## About this exercise
Here is the task for the records below: repeat exactly the lines from the one with "let requirement = Requirement::from_str(line)" to the one with "let mut iter = specifiers.iter();", both included, and nothing else.

## Records provided
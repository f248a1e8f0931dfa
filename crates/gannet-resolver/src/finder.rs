use std::str::FromStr;

use pep440_rs::Version;
use pep508_rs::Requirement;
use tracing::trace;

use gannet_normalize::PackageName;
use gannet_store::{BackingIndex, BuildDetail, MetadataStore, Platform};

use crate::requirement::satisfied_by;
use crate::ResolveError;

/// Select the best release for a requirement across an ordered index set:
/// candidates from every index are unioned (first index wins on version
/// ties), iterated in descending version order, and the first
/// non-prerelease version the requirement accepts is materialized as a
/// build placeholder.
pub(crate) async fn find_best_release(
    store: &MetadataStore,
    indexes: &[BackingIndex],
    platform: &Platform,
    requirement: &Requirement,
) -> Result<BuildDetail, ResolveError> {
    let name = PackageName::new(&requirement.name).map_err(|err| {
        ResolveError::BadRequirement {
            line: requirement.to_string(),
            message: err.to_string(),
        }
    })?;

    let mut candidates: Vec<(Version, gannet_store::Release)> = Vec::new();
    for index in indexes {
        let Some(package) = store.package_by_slug(index.id, &name).await? else {
            continue;
        };
        for release in store.releases_for_package(package.id).await? {
            // Versions the version scheme cannot order cannot be compared
            // against the specifiers either; skip them.
            if let Ok(version) = Version::from_str(&release.version) {
                candidates.push((version, release));
            }
        }
    }

    // Stable sort keeps index priority for duplicated versions.
    candidates.sort_by(|(a, _), (b, _)| b.cmp(a));
    candidates.dedup_by(|(a, _), (b, _)| a == b);

    for (version, release) in &candidates {
        if version.any_prerelease() {
            continue;
        }
        if satisfied_by(requirement, version) {
            trace!("selected {} {} for {}", name, release.version, requirement);
            let build = store.get_or_create_build(release.id, platform.id).await?;
            return store.build_detail(build.id).await?.ok_or_else(|| {
                ResolveError::Store(gannet_store::StoreError::NotFound("build"))
            });
        }
    }

    candidates.sort_by(|(a, _), (b, _)| a.cmp(b));
    Err(ResolveError::UnsatisfiedDependency {
        requirement: requirement.to_string(),
        candidates: candidates
            .into_iter()
            .map(|(_, release)| release.version)
            .collect(),
    })
}
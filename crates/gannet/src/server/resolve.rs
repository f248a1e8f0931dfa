//! The resolve endpoint: turn `name==version` lines into one absolute
//! download URL per line. Bare URLs pass through untouched. Ranges are
//! rejected; only exact `==` pins are accepted here.

use std::str::FromStr;

use axum::extract::{Path, State};
use axum::http::header;
use axum::response::{IntoResponse, Response};
use pep440_rs::Version;
use pep508_rs::{Requirement, VersionOrUrl};

use gannet_client::best_release;
use gannet_normalize::PackageName;
use gannet_store::{BackingIndex, BuildDetail, Platform, Release};
use gannet_tasks::index_client;

use super::{ApiError, AppState};

pub(crate) async fn resolve_requirements(
    State(state): State<AppState>,
    Path((index_slugs, platform_slug)): Path<(String, String)>,
    body: String,
) -> Result<Response, ApiError> {
    let platform = state.platform(&platform_slug).await?;
    let indexes = state.indexes(&index_slugs).await?;

    let mut urls = Vec::new();
    for line in body.lines() {
        let line = line.trim();
        if line.is_empty() || line.starts_with('#') {
            continue;
        }
        if line.starts_with("https://") || line.starts_with("http://") {
            urls.push(line.to_string());
            continue;
        }

        let (name, version) = parse_pin(line)?;
        let detail = find_release(&state, &indexes, &platform, &name, &version).await?;
        let url = state.advertised_url(&detail)?;
        urls.push(url.to_string());
    }

    Ok((
        [(header::CONTENT_TYPE, "text/plain; charset=utf-8")],
        urls.join("\n"),
    )
        .into_response())
}

/// Accept exactly one `==` specifier per line.
fn parse_pin(line: &str) -> Result<(PackageName, Version), ApiError> {
    let requirement = Requirement::from_str(line)
        .map_err(|err| ApiError::BadRequest(format!("invalid requirement `{line}`: {err}")))?;
    let Some(VersionOrUrl::VersionSpecifier(specifiers)) = &requirement.version_or_url else {
        return Err(ApiError::BadRequest(format!(
            "`{line}`: exactly one `==` specifier is required"
        )));
    };
    let mut iter = specifiers.iter();
    let (Some(specifier), None) = (iter.next(), iter.next()) else {
        return Err(ApiError::BadRequest(format!(
            "`{line}`: exactly one `==` specifier is required"
        )));
    };
    let rendered = specifier.to_string();
    let version = rendered
        .strip_prefix("==")
        .filter(|rest| !rest.starts_with('='))
        .ok_or_else(|| ApiError::BadRequest(format!("`{line}`: only `==` is supported here")))?;
    let version = Version::from_str(version.trim())
        .map_err(|err| ApiError::BadRequest(format!("`{line}`: {err}")))?;
    let name = PackageName::new(&requirement.name)
        .map_err(|err| ApiError::BadRequest(err.to_string()))?;
    Ok((name, version))
}

/// Find the pinned release across the index set, importing the single
/// version from the upstream when it is not cached locally yet.
async fn find_release(
    state: &AppState,
    indexes: &[BackingIndex],
    platform: &Platform,
    name: &PackageName,
    version: &Version,
) -> Result<BuildDetail, ApiError> {
    for index in indexes {
        let release = match state.store.package_by_slug(index.id, name).await? {
            Some(package) => find_local(state, package.id, version).await?,
            None => None,
        };
        let release = match release {
            Some(release) => Some(release),
            None => import_version(state, index, name, version).await?,
        };
        if let Some(release) = release {
            let build = state
                .store
                .get_or_create_build(release.id, platform.id)
                .await?;
            return state
                .store
                .build_detail(build.id)
                .await?
                .ok_or(ApiError::NotFound("build"));
        }
    }
    Err(ApiError::NotFound("release"))
}

async fn find_local(
    state: &AppState,
    package_id: i64,
    version: &Version,
) -> Result<Option<Release>, ApiError> {
    // Exact string match first, then the version-scheme equivalence
    // (`1.0` == `1.0.0`).
    if let Some(release) = state
        .store
        .release_by_version(package_id, &version.to_string())
        .await?
    {
        return Ok(Some(release));
    }
    for release in state.store.releases_for_package(package_id).await? {
        if Version::from_str(&release.version).is_ok_and(|parsed| parsed == *version) {
            return Ok(Some(release));
        }
    }
    Ok(None)
}

/// Fetch one version's descriptors from the upstream and persist the best
/// release, creating the package lazily.
async fn import_version(
    state: &AppState,
    index: &BackingIndex,
    name: &PackageName,
    version: &Version,
) -> Result<Option<Release>, ApiError> {
    let client = index_client(index)?;
    let descriptors = match client
        .get_version_releases(name, &version.to_string())
        .await
    {
        Ok(descriptors) => descriptors,
        Err(gannet_client::Error::PackageNotFound(_)) => return Ok(None),
        Err(err) => return Err(err.into()),
    };
    let Some(best) = best_release(&descriptors) else {
        return Ok(None);
    };
    let package = state
        .store
        .get_or_create_package(index.id, name.as_str(), name)
        .await?;
    let release = state
        .store
        .upsert_release(package.id, &version.to_string(), &best.url, &best.md5_digest)
        .await?;
    state.cache.invalidate_package(&index.slug, name);
    Ok(Some(release))
}
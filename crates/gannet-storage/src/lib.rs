//! Blob storage for built artifacts, selected by `BUILDS_STORAGE_DSN`.
//!
//! Objects live under structured keys
//! (`{index}/{platform}/{package}/{version}/{filename}`) and are immutable
//! once written: a rebuild publishes by writing a sibling temp file and
//! renaming it over the key, so readers never observe a partial artifact.

use std::path::{Path, PathBuf};

use thiserror::Error;
use tracing::debug;
use url::Url;

#[derive(Debug, Error)]
pub enum StorageError {
    #[error("Invalid storage DSN: {0}")]
    InvalidDsn(String),

    #[error("Unsupported storage backend: {0}")]
    UnsupportedBackend(String),

    #[error("Invalid blob path: {0}")]
    InvalidPath(String),

    #[error("Blob not found: {0}")]
    NotFound(String),

    #[error(transparent)]
    Io(#[from] std::io::Error),
}

/// A handle to the configured blob backend.
///
/// Only the filesystem backend exists today; the enum keeps the DSN switch
/// in one place.
#[derive(Debug, Clone)]
pub enum BlobStore {
    FileSystem(FileSystemStore),
}

impl BlobStore {
    /// Construct the backend selected by the DSN. `public_url` is the base
    /// under which stored blobs are reachable by clients.
    pub fn from_dsn(dsn: &str, public_url: Url) -> Result<Self, StorageError> {
        let url = Url::parse(dsn).map_err(|err| StorageError::InvalidDsn(err.to_string()))?;
        match url.scheme() {
            "file" => {
                let root = url
                    .to_file_path()
                    .map_err(|()| StorageError::InvalidDsn(dsn.to_string()))?;
                Ok(Self::FileSystem(FileSystemStore::new(root, public_url)?))
            }
            scheme => Err(StorageError::UnsupportedBackend(scheme.to_string())),
        }
    }

    /// Atomically publish `source` under `path`, replacing any previous
    /// object at that key.
    pub async fn put(&self, path: &str, source: &Path) -> Result<(), StorageError> {
        match self {
            Self::FileSystem(store) => store.put(path, source).await,
        }
    }

    /// The client-facing URL of the object at `path`.
    pub fn url(&self, path: &str) -> Result<Url, StorageError> {
        match self {
            Self::FileSystem(store) => store.url(path),
        }
    }

    /// The local file backing `path`, for backends that have one.
    pub fn local_path(&self, path: &str) -> Result<PathBuf, StorageError> {
        match self {
            Self::FileSystem(store) => store.local_path(path),
        }
    }

    pub async fn contains(&self, path: &str) -> bool {
        match self {
            Self::FileSystem(store) => {
                store.local_path(path).is_ok_and(|path| path.is_file())
            }
        }
    }

    /// Remove the object at `path`, if present. Removal of a missing key is
    /// not an error; cascades may race with rebuilds.
    pub async fn remove(&self, path: &str) -> Result<(), StorageError> {
        match self {
            Self::FileSystem(store) => store.remove(path).await,
        }
    }
}

#[derive(Debug, Clone)]
pub struct FileSystemStore {
    root: PathBuf,
    public_url: Url,
}

impl FileSystemStore {
    fn new(root: PathBuf, public_url: Url) -> Result<Self, StorageError> {
        fs_err::create_dir_all(&root)?;
        Ok(Self { root, public_url })
    }

    async fn put(&self, path: &str, source: &Path) -> Result<(), StorageError> {
        let dest = self.local_path(path)?;
        let parent = dest
            .parent()
            .ok_or_else(|| StorageError::InvalidPath(path.to_string()))?;
        fs_err::create_dir_all(parent)?;

        // Stage in the destination directory so the final rename cannot
        // cross filesystems.
        let staged = tempfile::NamedTempFile::new_in(parent)?;
        fs_err::tokio::copy(source, staged.path()).await?;
        staged
            .persist(&dest)
            .map_err(|err| StorageError::Io(err.error))?;
        debug!(path, "stored artifact");
        Ok(())
    }

    fn url(&self, path: &str) -> Result<Url, StorageError> {
        validate(path)?;
        self.public_url
            .join(path)
            .map_err(|_| StorageError::InvalidPath(path.to_string()))
    }

    fn local_path(&self, path: &str) -> Result<PathBuf, StorageError> {
        validate(path)?;
        Ok(self.root.join(path))
    }

    async fn remove(&self, path: &str) -> Result<(), StorageError> {
        let local = self.local_path(path)?;
        match fs_err::tokio::remove_file(&local).await {
            Ok(()) => Ok(()),
            Err(err) if err.kind() == std::io::ErrorKind::NotFound => Ok(()),
            Err(err) => Err(err.into()),
        }
    }
}

/// Reject keys that would escape the store root.
fn validate(path: &str) -> Result<(), StorageError> {
    if path.is_empty()
        || path.starts_with('/')
        || path
            .split('/')
            .any(|segment| segment.is_empty() || segment == "." || segment == "..")
    {
        return Err(StorageError::InvalidPath(path.to_string()));
    }
    Ok(())
}
pub mod buffered_writer;
pub mod http_handler;
pub mod server;

/// Re-export commonly used types from adapters
pub use buffered_writer::{BufferedResponseWriter, WrittenResponse};
pub use http_handler::HttpHandler;
pub use server::{app, serve};
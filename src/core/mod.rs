pub mod context;
pub mod error;
pub mod fault;
pub mod method;
pub mod router;
pub mod trie;

pub use context::{Params, Request, Response};
pub use error::{RouteError, RouteResult};
pub use fault::{DiagnosticFn, FaultReport, HandlerResult};
pub use method::Method;
pub use router::{DispatchOutcome, Handler, Router, RouterBuilder, handler};
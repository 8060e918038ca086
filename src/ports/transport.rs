use http::{HeaderName, HeaderValue, StatusCode};
use thiserror::Error;

/// Error type for response writer operations
#[derive(Error, Debug)]
#[non_exhaustive]
pub enum TransportError {
    /// `write_headers` was called after the status line was already committed
    #[error("Headers already sent with status {0}")]
    HeadersAlreadySent(StatusCode),

    /// The underlying connection refused the write
    #[error("Write failed: {0}")]
    WriteFailed(String),
}

/// Result type alias for transport operations
pub type TransportResult<T> = Result<T, TransportError>;

/// ResponseWriter defines the port (interface) the router writes responses through.
///
/// There is no buffering contract at this layer: once `write_headers` succeeds the
/// status and headers are committed, and a second call must fail.
pub trait ResponseWriter: Send {
    /// Set (replace) a header that will be sent with `write_headers`
    fn set_header(&mut self, name: HeaderName, value: HeaderValue);

    /// Drop every header set since the last commit; no effect once headers are sent
    fn clear_headers(&mut self);

    /// Commit the status code and headers
    ///
    /// # Returns
    /// `TransportError::HeadersAlreadySent` if headers were committed before
    fn write_headers(&mut self, status: StatusCode) -> TransportResult<()>;

    /// Append bytes to the response body
    ///
    /// Writing before `write_headers` implicitly commits a `200 OK`.
    fn write(&mut self, body: &[u8]) -> TransportResult<()>;

    /// Whether the status line and headers have been committed
    fn headers_sent(&self) -> bool;
}
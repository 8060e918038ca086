//! Per-method path trie.
//!
//! Each [`Node`] stands at one segment boundary and holds:
//! * literal children, keyed by exact segment text
//! * wildcard children (`:name`), tried in registration order
//! * leaf handlers for a literal final segment
//! * at most one tail wildcard matching any final segment
//!
//! Lookup is recursive over the remaining segments. At every level the literal
//! child is tried before any wildcard child, and a wildcard binding made for a
//! failed descent is undone before the next candidate is tried.
use std::collections::HashMap;

use crate::core::{
    context::Params,
    error::{RouteError, RouteResult},
    router::Handler,
};

/// A named capture bound to a handler, matching any single final segment.
struct WildcardLeaf {
    name: String,
    handler: Handler,
}

/// What a registration did to the trie.
#[derive(Debug, Clone, Copy, PartialEq, Eq)]
pub(crate) enum Insertion {
    Added,
    /// A literal leaf with the same path existed and was replaced.
    Replaced,
}

#[derive(Default)]
pub(crate) struct Node {
    literal_children: HashMap<String, Node>,
    wildcard_children: Vec<(String, Node)>,
    leaf_handlers: HashMap<String, Handler>,
    tail_wildcard: Option<WildcardLeaf>,
}

fn is_capture(segment: &str) -> bool {
    segment.starts_with(':')
}

impl Node {
    /// Insert `handler` under `segments`. `path` is only used for error messages.
    pub(crate) fn insert(
        &mut self,
        segments: &[&str],
        handler: Handler,
        path: &str,
    ) -> RouteResult<Insertion> {
        match segments {
            [] => Err(RouteError::MalformedPath(path.to_string())),
            [last] if is_capture(last) => {
                if let Some(existing) = &self.tail_wildcard {
                    return Err(RouteError::DuplicateTailWildcard {
                        path: path.to_string(),
                        name: last.to_string(),
                        existing: existing.name.clone(),
                    });
                }
                self.tail_wildcard = Some(WildcardLeaf {
                    name: last.to_string(),
                    handler,
                });
                Ok(Insertion::Added)
            }
            [last] => match self.leaf_handlers.insert(last.to_string(), handler) {
                Some(_) => Ok(Insertion::Replaced),
                None => Ok(Insertion::Added),
            },
            [first, rest @ ..] => self.child_mut(first).insert(rest, handler, path),
        }
    }

    fn child_mut(&mut self, segment: &str) -> &mut Node {
        if !is_capture(segment) {
            return self.literal_children.entry(segment.to_string()).or_default();
        }

        let position = self
            .wildcard_children
            .iter()
            .position(|(name, _)| name == segment);
        let index = match position {
            Some(index) => index,
            None => {
                self.wildcard_children
                    .push((segment.to_string(), Node::default()));
                self.wildcard_children.len() - 1
            }
        };
        &mut self.wildcard_children[index].1
    }

    /// Find the handler for `segments`, recording captures into `params`.
    ///
    /// On `None` the bindings in `params` are exactly what they were on entry.
    pub(crate) fn find<'a>(&'a self, segments: &[&str], params: &mut Params) -> Option<&'a Handler> {
        match segments {
            [] => None,
            [last] => {
                if let Some(handler) = self.leaf_handlers.get(*last) {
                    return Some(handler);
                }
                let tail = self.tail_wildcard.as_ref()?;
                params.insert(tail.name.clone(), last.to_string());
                Some(&tail.handler)
            }
            [first, rest @ ..] => {
                if let Some(handler) = self
                    .literal_children
                    .get(*first)
                    .and_then(|child| child.find(rest, params))
                {
                    return Some(handler);
                }

                for (name, child) in &self.wildcard_children {
                    let previous = params.insert(name.clone(), first.to_string());
                    if let Some(handler) = child.find(rest, params) {
                        return Some(handler);
                    }
                    match previous {
                        Some(value) => params.insert(name.clone(), value),
                        None => params.remove(name),
                    };
                }
                None
            }
        }
    }

    /// Number of handlers reachable from this node.
    pub(crate) fn route_count(&self) -> usize {
        self.leaf_handlers.len()
            + usize::from(self.tail_wildcard.is_some())
            + self
                .literal_children
                .values()
                .chain(self.wildcard_children.iter().map(|(_, child)| child))
                .map(Node::route_count)
                .sum::<usize>()
    }

    /// Registered route patterns, e.g. `/blog/:id/comments`.
    pub(crate) fn patterns(&self) -> Vec<String> {
        let mut out = Vec::new();
        self.collect_patterns(&mut Vec::new(), &mut out);
        out.sort();
        out
    }

    fn collect_patterns<'a>(&'a self, prefix: &mut Vec<&'a str>, out: &mut Vec<String>) {
        let leaves = self
            .leaf_handlers
            .keys()
            .map(String::as_str)
            .chain(self.tail_wildcard.as_ref().map(|tail| tail.name.as_str()));
        for leaf in leaves {
            out.push(format!("/{}", join_with(prefix, leaf)));
        }

        let children = self
            .literal_children
            .iter()
            .map(|(segment, child)| (segment.as_str(), child))
            .chain(
                self.wildcard_children
                    .iter()
                    .map(|(name, child)| (name.as_str(), child)),
            );
        for (segment, child) in children {
            prefix.push(segment);
            child.collect_patterns(prefix, out);
            prefix.pop();
        }
    }
}

fn join_with(prefix: &[&str], last: &str) -> String {
    let mut joined = prefix.join("/");
    if !prefix.is_empty() {
        joined.push('/');
    }
    joined.push_str(last);
    joined
}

## Written response
    let requirement = Requirement::from_str(line)
        .map_err(|err| ApiError::BadRequest(format!("invalid requirement `{line}`: {err}")))?;
    let Some(VersionOrUrl::VersionSpecifier(specifiers)) = &requirement.version_or_url else {
        return Err(ApiError::BadRequest(format!(
            "`{line}`: exactly one `==` specifier is required"
        )));
    };
    let mut iter = specifiers.iter();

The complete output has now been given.